---- Records to process

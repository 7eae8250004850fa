pub mod chat;
pub mod plan;
pub mod runtime;
pub mod skill;
pub mod status;

pub use chat::ChatTool;
pub use plan::{PlanTool, PLAN_TOOL};
pub use runtime::ToolRuntime;
pub use skill::SkillTool;
pub use status::GetStatusTool;

use anyhow::Result;
use async_trait::async_trait;
use serde_json::Value;
use std::sync::Arc;
use tokio_util::sync::CancellationToken;

use crate::skills::SkillScheduler;
use crate::types::TaskId;
use crate::world::{MotorControl, WorldState};

pub struct ToolContext {
    pub task_id: TaskId,
    pub world: Arc<dyn WorldState>,
    pub motor: Arc<dyn MotorControl>,
    pub scheduler: Arc<SkillScheduler>,
    /// Child of the task's token; cancelled when the task stops or the call times out.
    pub cancel: CancellationToken,
}

#[derive(Debug, Clone, PartialEq)]
pub struct ToolResult {
    pub success: bool,
    pub output: Value,
}

impl ToolResult {
    pub fn ok(output: impl Into<Value>) -> Self {
        Self {
            success: true,
            output: output.into(),
        }
    }

    pub fn failure(output: impl Into<Value>) -> Self {
        Self {
            success: false,
            output: output.into(),
        }
    }

    /// Observation text fed back to the model.
    pub fn render(&self) -> String {
        match &self.output {
            Value::String(s) => s.clone(),
            other => other.to_string(),
        }
    }
}

#[async_trait]
pub trait Tool: Send + Sync {
    fn name(&self) -> &str;
    fn description(&self) -> &str;
    fn parameters_schema(&self) -> Value;

    async fn execute(&self, params: Value, context: &ToolContext) -> Result<ToolResult>;
}
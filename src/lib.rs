pub mod agent;
pub mod config;
pub mod emergency;
pub mod engine;
pub mod error;
pub mod events;
pub mod providers;
pub mod skills;
pub mod tools;
pub mod types;
pub mod world;

pub use agent::AgentCore;
pub use config::Config;
pub use error::CoreError;
pub use types::*;
use anyhow::{anyhow, Result};
use rand::Rng;
use std::time::Duration;

use super::{EmergencyAction, EmergencyConfig};
use crate::types::ActorKind;
use crate::world::{is_hostile, MotorControl, WorldState};

/// Fixed motor routine for one emergency action.
pub async fn execute(
    action: &EmergencyAction,
    world: &dyn WorldState,
    motor: &dyn MotorControl,
    config: &EmergencyConfig,
) -> Result<()> {
    match action {
        EmergencyAction::Flee { direction } => {
            let (dx, dz) = direction.unwrap_or_else(random_direction);
            let here = world.position().await?;
            let target = here.offset(dx * config.flee_distance, 0.0, dz * config.flee_distance);
            motor
                .move_toward(target, Duration::from_millis(config.flee_duration_ms))
                .await
        }
        EmergencyAction::Eat { item } => {
            motor.equip(item).await?;
            motor.consume().await
        }
        EmergencyAction::Equip { item } => motor.equip(item).await,
        EmergencyAction::Attack { entity } => {
            let target = match entity {
                Some(id) => *id,
                None => {
                    let me = world.position().await?;
                    world
                        .nearby_actors(config.attack_radius)
                        .await?
                        .into_iter()
                        .filter(|a| a.kind == ActorKind::Hostile || is_hostile(&a.name))
                        .min_by(|a, b| {
                            a.position
                                .distance_to(&me)
                                .total_cmp(&b.position.distance_to(&me))
                        })
                        .map(|a| a.id)
                        .ok_or_else(|| anyhow!("nothing to attack"))?
                }
            };
            motor.attack(target).await
        }
        EmergencyAction::DigUp => {
            motor.dig_block_above().await?;
            motor.jump(Duration::from_millis(300)).await
        }
        EmergencyAction::SwimUp => motor.jump(Duration::from_secs(1)).await,
        EmergencyAction::None => Ok(()),
    }
}

fn random_direction() -> (f64, f64) {
    let angle = rand::thread_rng().gen_range(0.0..std::f64::consts::TAU);
    (angle.cos(), angle.sin())
}

#[cfg(test)]
mod tests {
    use super::*;
    use crate::types::{Actor, Position};
    use crate::world::{MotorCommand, SimulatedWorld};

    #[tokio::test]
    async fn test_flee_moves_along_direction() {
        let world = SimulatedWorld::new();
        let config = EmergencyConfig::default();
        let action = EmergencyAction::Flee {
            direction: Some((1.0, 0.0)),
        };
        execute(&action, &world, &world, &config).await.unwrap();
        assert_eq!(
            world.commands(),
            vec![MotorCommand::MoveToward(Position::new(8.0, 64.0, 0.0))]
        );
    }

    #[tokio::test]
    async fn test_random_flee_keeps_distance() {
        let world = SimulatedWorld::new();
        let config = EmergencyConfig::default();
        execute(&EmergencyAction::Flee { direction: None }, &world, &world, &config)
            .await
            .unwrap();
        let moved = world.position().await.unwrap();
        assert!((moved.distance_to(&Position::new(0.0, 64.0, 0.0)) - 8.0).abs() < 1e-6);
    }

    #[tokio::test]
    async fn test_dig_up_then_jump() {
        let world = SimulatedWorld::new();
        execute(&EmergencyAction::DigUp, &world, &world, &EmergencyConfig::default())
            .await
            .unwrap();
        assert_eq!(
            world.commands(),
            vec![MotorCommand::DigBlockAbove, MotorCommand::Jump]
        );
    }

    #[tokio::test]
    async fn test_attack_picks_nearest_hostile() {
        let world = SimulatedWorld::new();
        world
            .set_actors(vec![
                Actor::new(1, "cow", ActorKind::Passive, Position::new(1.0, 64.0, 0.0)),
                Actor::new(2, "zombie", ActorKind::Hostile, Position::new(3.0, 64.0, 0.0)),
            ])
            .unwrap();
        execute(
            &EmergencyAction::Attack { entity: None },
            &world,
            &world,
            &EmergencyConfig::default(),
        )
        .await
        .unwrap();
        assert_eq!(world.commands(), vec![MotorCommand::Attack(2)]);
    }
}
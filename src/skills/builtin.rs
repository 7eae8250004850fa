use anyhow::{anyhow, Result};
use async_trait::async_trait;
use serde_json::{json, Value};
use std::sync::Arc;
use std::time::Duration;

use super::{ContinuousSkill, OneShotSkill, ParamType, SkillContext, SkillParam, SkillScheduler};
use crate::types::{ActorKind, Position};
use crate::world::{best_food, best_weapon, is_hostile, WorldState};

/// Register every built-in skill with `scheduler`.
pub fn register_defaults(scheduler: &SkillScheduler) {
    scheduler.register_continuous(Arc::new(AutoEat::default()));
    scheduler.register_continuous(Arc::new(SelfDefense::default()));
    scheduler.register_one_shot(Arc::new(GoTo));
    scheduler.register_one_shot(Arc::new(AttackEntity));
    scheduler.register_one_shot(Arc::new(EquipItem));
}

/// Eats the best food in the inventory once hunger drops below a threshold.
pub struct AutoEat {
    pub hunger_threshold: f32,
}

impl Default for AutoEat {
    fn default() -> Self {
        Self {
            hunger_threshold: 14.0,
        }
    }
}

#[async_trait]
impl ContinuousSkill for AutoEat {
    fn name(&self) -> &str {
        "auto_eat"
    }

    fn description(&self) -> &str {
        "Eat when hungry"
    }

    fn interval(&self) -> Duration {
        Duration::from_secs(2)
    }

    fn priority(&self) -> i32 {
        3
    }

    async fn check(&self, world: &dyn WorldState) -> Result<Option<Value>> {
        let vitals = world.vitals().await?;
        if vitals.food >= self.hunger_threshold {
            return Ok(None);
        }
        let inventory = world.inventory().await?;
        Ok(best_food(&inventory).map(|item| json!({ "item": item })))
    }

    async fn run(&self, args: Value, ctx: &SkillContext) -> Result<()> {
        let item = args["item"]
            .as_str()
            .ok_or_else(|| anyhow!("auto_eat needs an item"))?;
        ctx.motor.equip(item).await?;
        ctx.checkpoint()?;
        ctx.motor.consume().await?;
        log::info!("auto_eat: ate {}", item);
        Ok(())
    }
}

/// Fights back against hostiles that get within melee range.
pub struct SelfDefense {
    pub range: f64,
}

impl Default for SelfDefense {
    fn default() -> Self {
        Self { range: 4.0 }
    }
}

#[async_trait]
impl ContinuousSkill for SelfDefense {
    fn name(&self) -> &str {
        "self_defense"
    }

    fn description(&self) -> &str {
        "Attack hostiles in melee range"
    }

    fn interval(&self) -> Duration {
        Duration::from_secs(1)
    }

    fn priority(&self) -> i32 {
        8
    }

    fn involves_movement(&self) -> bool {
        true
    }

    async fn check(&self, world: &dyn WorldState) -> Result<Option<Value>> {
        let me = world.position().await?;
        let nearest = world
            .nearby_actors(self.range)
            .await?
            .into_iter()
            .filter(|a| a.kind == ActorKind::Hostile || is_hostile(&a.name))
            .min_by(|a, b| {
                a.position
                    .distance_to(&me)
                    .total_cmp(&b.position.distance_to(&me))
            });
        Ok(nearest.map(|a| json!({ "entity": a.id, "name": a.name })))
    }

    async fn run(&self, args: Value, ctx: &SkillContext) -> Result<()> {
        let Some(_lock) = ctx.state.try_lock_movement(self.name(), self.priority()) else {
            log::debug!("self_defense: movement lock refused");
            return Ok(());
        };
        let entity = args["entity"]
            .as_u64()
            .ok_or_else(|| anyhow!("self_defense needs an entity id"))? as u32;

        let inventory = ctx.world.inventory().await?;
        if let Some(weapon) = best_weapon(&inventory) {
            if ctx.world.held_item().await?.as_deref() != Some(weapon) {
                ctx.motor.equip(weapon).await?;
            }
        }
        ctx.checkpoint()?;
        ctx.motor.attack(entity).await?;
        log::info!("self_defense: attacked {}", args["name"]);
        Ok(())
    }
}

/// Walks to a coordinate in short legs, checking cancellation between legs.
pub struct GoTo;

const ARRIVAL_DISTANCE: f64 = 1.0;

#[async_trait]
impl OneShotSkill for GoTo {
    fn name(&self) -> &str {
        "go_to"
    }

    fn description(&self) -> &str {
        "Walk to the given coordinates"
    }

    fn params(&self) -> Vec<SkillParam> {
        vec![
            SkillParam::required("x", ParamType::Number, "target x"),
            SkillParam::required("y", ParamType::Number, "target y"),
            SkillParam::required("z", ParamType::Number, "target z"),
            SkillParam::optional("step", ParamType::Number, "blocks per leg", json!(4.0)),
        ]
    }

    async fn execute(&self, args: Value, ctx: &SkillContext) -> Result<String> {
        let coord = |key: &str| {
            args[key]
                .as_f64()
                .ok_or_else(|| anyhow!("'{}' must be a number", key))
        };
        let target = Position::new(coord("x")?, coord("y")?, coord("z")?);
        let step = coord("step")?.max(0.5);

        let start = ctx.world.position().await?;
        let max_legs = (start.distance_to(&target) / step).ceil() as usize + 5;

        for _ in 0..max_legs {
            ctx.checkpoint()?;
            let here = ctx.world.position().await?;
            let remaining = here.distance_to(&target);
            if remaining <= ARRIVAL_DISTANCE {
                return Ok(format!("arrived at {}", target));
            }
            let t = (step / remaining).min(1.0);
            let next = Position::new(
                here.x + (target.x - here.x) * t,
                here.y + (target.y - here.y) * t,
                here.z + (target.z - here.z) * t,
            );
            ctx.motor.move_toward(next, Duration::from_millis(250)).await?;
        }

        let here = ctx.world.position().await?;
        if here.distance_to(&target) <= ARRIVAL_DISTANCE {
            Ok(format!("arrived at {}", target))
        } else {
            Err(anyhow!("stuck at {} on the way to {}", here, target))
        }
    }
}

/// Attacks the nearest actor with the given name until it is gone.
pub struct AttackEntity;

#[async_trait]
impl OneShotSkill for AttackEntity {
    fn name(&self) -> &str {
        "attack_entity"
    }

    fn description(&self) -> &str {
        "Attack the nearest entity with the given name"
    }

    fn params(&self) -> Vec<SkillParam> {
        vec![
            SkillParam::required("name", ParamType::String, "entity name, e.g. zombie"),
            SkillParam::optional("max_hits", ParamType::Integer, "give up after this many hits", json!(5)),
        ]
    }

    async fn execute(&self, args: Value, ctx: &SkillContext) -> Result<String> {
        let name = args["name"].as_str().unwrap_or_default().to_string();
        let max_hits = args["max_hits"].as_u64().unwrap_or(5);

        let me = ctx.world.position().await?;
        let target = ctx
            .world
            .nearby_actors(16.0)
            .await?
            .into_iter()
            .filter(|a| a.name == name)
            .min_by(|a, b| {
                a.position
                    .distance_to(&me)
                    .total_cmp(&b.position.distance_to(&me))
            })
            .ok_or_else(|| anyhow!("no {} nearby", name))?;

        let inventory = ctx.world.inventory().await?;
        if let Some(weapon) = best_weapon(&inventory) {
            ctx.motor.equip(weapon).await?;
        }

        for hit in 1..=max_hits {
            ctx.checkpoint()?;
            ctx.motor.attack(target.id).await?;
            let still_there = ctx
                .world
                .nearby_actors(16.0)
                .await?
                .iter()
                .any(|a| a.id == target.id);
            if !still_there {
                return Ok(format!("defeated {} after {} hit(s)", name, hit));
            }
        }
        Ok(format!("hit {} {} times; it is still around", name, max_hits))
    }
}

pub struct EquipItem;

#[async_trait]
impl OneShotSkill for EquipItem {
    fn name(&self) -> &str {
        "equip_item"
    }

    fn description(&self) -> &str {
        "Hold an item from the inventory"
    }

    fn params(&self) -> Vec<SkillParam> {
        vec![SkillParam::required("item", ParamType::String, "item name")]
    }

    async fn execute(&self, args: Value, ctx: &SkillContext) -> Result<String> {
        let item = args["item"].as_str().unwrap_or_default();
        let count = ctx.world.inventory().await?.get(item).copied().unwrap_or(0);
        if count == 0 {
            anyhow::bail!("no {} in inventory", item);
        }
        ctx.motor.equip(item).await?;
        Ok(format!("now holding {}", item))
    }
}
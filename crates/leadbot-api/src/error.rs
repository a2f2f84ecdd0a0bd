//! API error types.

use axum::{
    http::StatusCode,
    response::{IntoResponse, Response},
    Json,
};
use leadbot_persistence::StoreError;
use serde_json::json;
use thiserror::Error;

/// Result type for API operations.
pub type Result<T> = std::result::Result<T, ApiError>;

/// Errors answered as `{"ok": false, "error": "..."}`.
#[derive(Debug, Error)]
pub enum ApiError {
    #[error("bad request: {0}")]
    BadRequest(String),

    #[error("unauthorized")]
    Unauthorized,

    #[error("internal error: {0}")]
    Internal(String),
}

impl ApiError {
    pub fn status_code(&self) -> StatusCode {
        match self {
            ApiError::BadRequest(_) => StatusCode::BAD_REQUEST,
            ApiError::Unauthorized => StatusCode::UNAUTHORIZED,
            ApiError::Internal(_) => StatusCode::INTERNAL_SERVER_ERROR,
        }
    }
}

impl IntoResponse for ApiError {
    fn into_response(self) -> Response {
        let status = self.status_code();
        let body = Json(json!({
            "ok": false,
            "error": self.to_string()
        }));
        (status, body).into_response()
    }
}

impl From<StoreError> for ApiError {
    fn from(err: StoreError) -> Self {
        ApiError::Internal(err.to_string())
    }
}

#[cfg(test)]
mod tests {
    use super::*;
    use leadbot_models::LeadId;

    #[test]
    fn test_api_error_status_codes() {
        assert_eq!(ApiError::BadRequest("x".into()).status_code(), StatusCode::BAD_REQUEST);
        assert_eq!(ApiError::Unauthorized.status_code(), StatusCode::UNAUTHORIZED);
        assert_eq!(
            ApiError::Internal("x".into()).status_code(),
            StatusCode::INTERNAL_SERVER_ERROR
        );
    }

    #[test]
    fn test_store_error_maps_to_internal() {
        let err = ApiError::from(StoreError::NotFound(LeadId(3)));
        assert_eq!(err.status_code(), StatusCode::INTERNAL_SERVER_ERROR);
    }
}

--------

Retrieve each line of the data in which the word "match" can be found.

        match &self.output {
    match action {
            let target = match entity {
        match self {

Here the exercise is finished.